To combat malware, don’t download files from untrusted locations; pay attention to the file’s name before downloading; avoid torrents, adult-content sites; and movie-streaming sites; scan files before downloading them.

Hackers can alter operating system settings. If you’re an admin on your computer and a hacker accesses it, he or she gains full access. This is an invitation to malware, changed settings or a complete hijack of the machine. Worse yet, if the hacker taps into a computer that manages the overall network, you cede control over all the network’s systems.

If a user doesn’t need to install files or change settings, make sure he or she doesn’t have administrator access. Also, installing security software like anti-virus scanners and keeping them current, along with conducting regular scans, limits the chances for infection and its spread.

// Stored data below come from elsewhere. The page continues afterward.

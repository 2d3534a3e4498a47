//! Track archive - the persisted output of one tracking run.
//!
//! A single JSON document keyed by track id, frame id, and observation id,
//! carrying the composite geometry and event flags the downstream
//! statistics and phase-splitting stages expect. Run metadata (every input
//! parameter) rides along so a run is reproducible from its archive alone.
//!
//! The track id field is written as `sunspot_id` or `pore_id` depending on
//! the run mode; loading accepts either spelling. Numeric fields round-trip
//! bit-for-bit through save/load.

use crate::config::TrackingParams;
use crate::tracking::{GapSpan, Track, TrackEvent};
use crate::region::Level;
use serde::{Deserialize, Serialize};
use serde_json::Value;
use std::collections::BTreeMap;
use std::fs::File;
use std::io::{BufReader, BufWriter};
use std::path::Path;
use uuid::Uuid;

// ============================================================================
// ARCHIVE TYPES
// ============================================================================

/// Run-level metadata: the observation identity plus every input parameter.
#[derive(Debug, Clone, PartialEq, Serialize, Deserialize)]
pub struct RunMetadata {
    pub observation_id: Uuid,
    pub frame_count: usize,
    pub params: TrackingParams,
    /// Quantity the contours were extracted from (e.g. "Ic"), when known.
    #[serde(default, skip_serializing_if = "Option::is_none")]
    pub contour_quantity: Option<String>,
}

/// One track's measurement at one frame.
#[derive(Debug, Clone, PartialEq, Serialize, Deserialize)]
pub struct FrameRecord {
    pub observation_id: Uuid,
    #[serde(alias = "sunspot_id", alias = "pore_id")]
    pub track_id: u64,
    pub frame_id: usize,
    /// Level of the composite boundary: `outer` for a full sunspot
    /// instance, `middle`/`inner` for bare orphan exports.
    pub level: Level,
    pub outer_boundary: Vec<[f64; 2]>,
    pub total_area: f64,
    pub centroid: [f64; 2],
    pub middle_count: usize,
    pub inner_count: usize,
    /// Event flags at this frame.
    pub split: bool,
    pub merge: bool,
}

/// One track: lifecycle summary plus its ordered per-frame records.
#[derive(Debug, Clone, PartialEq, Serialize, Deserialize)]
pub struct TrackRecord {
    #[serde(alias = "sunspot_id", alias = "pore_id")]
    pub track_id: u64,
    pub first_frame: usize,
    pub last_frame: usize,
    pub matched_frames: usize,
    #[serde(default)]
    pub closed_frame: Option<usize>,
    pub gaps_tolerated: Vec<GapSpan>,
    pub events: Vec<TrackEvent>,
    pub frames: Vec<FrameRecord>,
}

/// The persisted archive of one run.
#[derive(Debug, Clone, PartialEq, Serialize, Deserialize)]
pub struct TrackArchive {
    pub metadata: RunMetadata,
    pub tracks: BTreeMap<u64, TrackRecord>,
}

impl TrackArchive {
    /// Assemble the archive from a finalized track set.
    pub fn assemble(
        observation_id: Uuid,
        params: &TrackingParams,
        frame_count: usize,
        contour_quantity: Option<String>,
        tracks: Vec<Track>,
    ) -> Self {
        let records = tracks
            .into_iter()
            .map(|track| {
                let frames = track
                    .frames()
                    .iter()
                    .map(|(&frame_id, composite)| FrameRecord {
                        observation_id,
                        track_id: track.id,
                        frame_id,
                        level: composite.level(),
                        outer_boundary: composite.outer.exterior_vertices(),
                        total_area: composite.total_area(),
                        centroid: [composite.centroid().x(), composite.centroid().y()],
                        middle_count: composite.middle_count(),
                        inner_count: composite.inner_count(),
                        split: track.events.iter().any(|e| {
                            e.kind == crate::tracking::EventKind::Split
                                && e.frame_index == frame_id
                        }),
                        merge: track.events.iter().any(|e| {
                            e.kind == crate::tracking::EventKind::Merge
                                && e.frame_index == frame_id
                        }),
                    })
                    .collect();
                (
                    track.id,
                    TrackRecord {
                        track_id: track.id,
                        first_frame: track.first_frame,
                        last_frame: track.last_frame,
                        matched_frames: track.matched_frames(),
                        closed_frame: track.closed_frame,
                        gaps_tolerated: track.gaps_tolerated,
                        events: track.events,
                        frames,
                    },
                )
            })
            .collect();

        Self {
            metadata: RunMetadata {
                observation_id,
                frame_count,
                params: params.clone(),
                contour_quantity,
            },
            tracks: records,
        }
    }

    /// JSON value with the track id field renamed per the run mode.
    pub fn to_json_value(&self) -> Result<Value, ArchiveError> {
        let mut value = serde_json::to_value(self)?;
        rename_keys(&mut value, "track_id", self.metadata.params.mode.id_field());
        Ok(value)
    }

    /// Persist as a single JSON archive file.
    pub fn save(&self, path: &Path) -> Result<(), ArchiveError> {
        let value = self.to_json_value()?;
        let writer = BufWriter::new(File::create(path)?);
        serde_json::to_writer_pretty(writer, &value)?;
        Ok(())
    }

    /// Load a previously saved archive. Accepts `sunspot_id`, `pore_id`,
    /// or plain `track_id` spellings.
    pub fn load(path: &Path) -> Result<Self, ArchiveError> {
        let reader = BufReader::new(File::open(path)?);
        Ok(serde_json::from_reader(reader)?)
    }
}

/// Recursively rename every `from` object key to `to`.
fn rename_keys(value: &mut Value, from: &str, to: &str) {
    match value {
        Value::Object(map) => {
            if let Some(v) = map.remove(from) {
                map.insert(to.to_string(), v);
            }
            for v in map.values_mut() {
                rename_keys(v, from, to);
            }
        }
        Value::Array(items) => {
            for v in items.iter_mut() {
                rename_keys(v, from, to);
            }
        }
        _ => {}
    }
}

// ============================================================================
// ERRORS
// ============================================================================

#[derive(Debug, thiserror::Error)]
pub enum ArchiveError {
    #[error("archive I/O: {0}")]
    Io(#[from] std::io::Error),

    #[error("archive encoding: {0}")]
    Json(#[from] serde_json::Error),
}

// ============================================================================
// TESTS
// ============================================================================

#[cfg(test)]
mod tests {
    use super::*;
    use crate::config::Mode;
    use crate::hierarchy::CompositeRegion;
    use crate::region::{RawRegion, Region};
    use crate::tracking::TrackManager;

    fn sample_archive(mode: Mode) -> TrackArchive {
        let params = TrackingParams {
            min_area: 0.0,
            mode,
            ..Default::default()
        };
        let mut manager = TrackManager::new(params.clone());
        for frame in 0..3 {
            let raw = RawRegion {
                vertices: vec![
                    [0.1 + frame as f64, 0.2],
                    [3.1 + frame as f64, 0.2],
                    [3.1 + frame as f64, 1.2],
                    [0.1 + frame as f64, 1.2],
                ],
                pixel_area: Some(3.0),
            };
            let region = Region::from_raw(Level::Outer, 0, &raw).unwrap();
            manager.step(frame, vec![CompositeRegion::bare(frame, region)]);
        }
        let tracks = manager.finalize();
        TrackArchive::assemble(
            Uuid::nil(),
            &params,
            3,
            Some("Ic".to_string()),
            tracks,
        )
    }

    #[test]
    fn test_assemble_record_contract() {
        let archive = sample_archive(Mode::Sunspots);
        assert_eq!(archive.tracks.len(), 1);

        let record = &archive.tracks[&1];
        assert_eq!(record.matched_frames, 3);
        let frame = &record.frames[0];
        assert_eq!(frame.observation_id, Uuid::nil());
        assert_eq!(frame.track_id, 1);
        assert_eq!(frame.frame_id, 0);
        assert_eq!(frame.level, Level::Outer);
        assert!(!frame.split && !frame.merge);
    }

    #[test]
    fn test_mode_controls_id_field_name() {
        let json = sample_archive(Mode::Sunspots).to_json_value().unwrap();
        let track = &json["tracks"]["1"];
        assert!(track.get("sunspot_id").is_some());
        assert!(track.get("track_id").is_none());
        assert!(track["frames"][0].get("sunspot_id").is_some());

        let json = sample_archive(Mode::Pores).to_json_value().unwrap();
        assert!(json["tracks"]["1"].get("pore_id").is_some());
    }

    #[test]
    fn test_round_trip_is_bit_for_bit() {
        let archive = sample_archive(Mode::Pores);
        let dir = std::env::temp_dir();
        let path = dir.join("heliotrack_archive_roundtrip.json");

        archive.save(&path).unwrap();
        let loaded = TrackArchive::load(&path).unwrap();
        std::fs::remove_file(&path).ok();

        // PartialEq compares every numeric field exactly.
        assert_eq!(archive, loaded);
    }
}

It’s not virtual, it’s physical. Oftentimes malware or stolen data is the result of physical access to your systems. Leave your computer on, and someone can plug in a USB drive to infect your system. Or that someone can access your system and reset the password, locking you out and gaining access.

Ensure that your computer is password protected, and that you shut down or log off when you’re away. Also, disable drives and connections like USB if you don’t use them.

Some employees just aren’t happy. A disgruntled employee might delete essential data, remove it entirely from the system, or introduce highly destructive malware. That’s why it’s important to limit access to necessary systems. Along with restricting admin access and installing scanners, this step can help prevent employee-driven breaches.

Surprise: Your password is compromised. Many folks have dismally weak passwords. Services are increasingly being breached through the theft of user account data. A hacker who obtains your username when the password is obvious will have little trouble accessing your account.

Worse yet, many people employ the same password for multiple accounts. That could mean a massive breach leading to stolen data and the theft of your identity.

For every account, use a separate password, ensuring that each one is strong and widely different from others. A password manager can create a separate one for each account. Lastly, be sure to change your password regularly.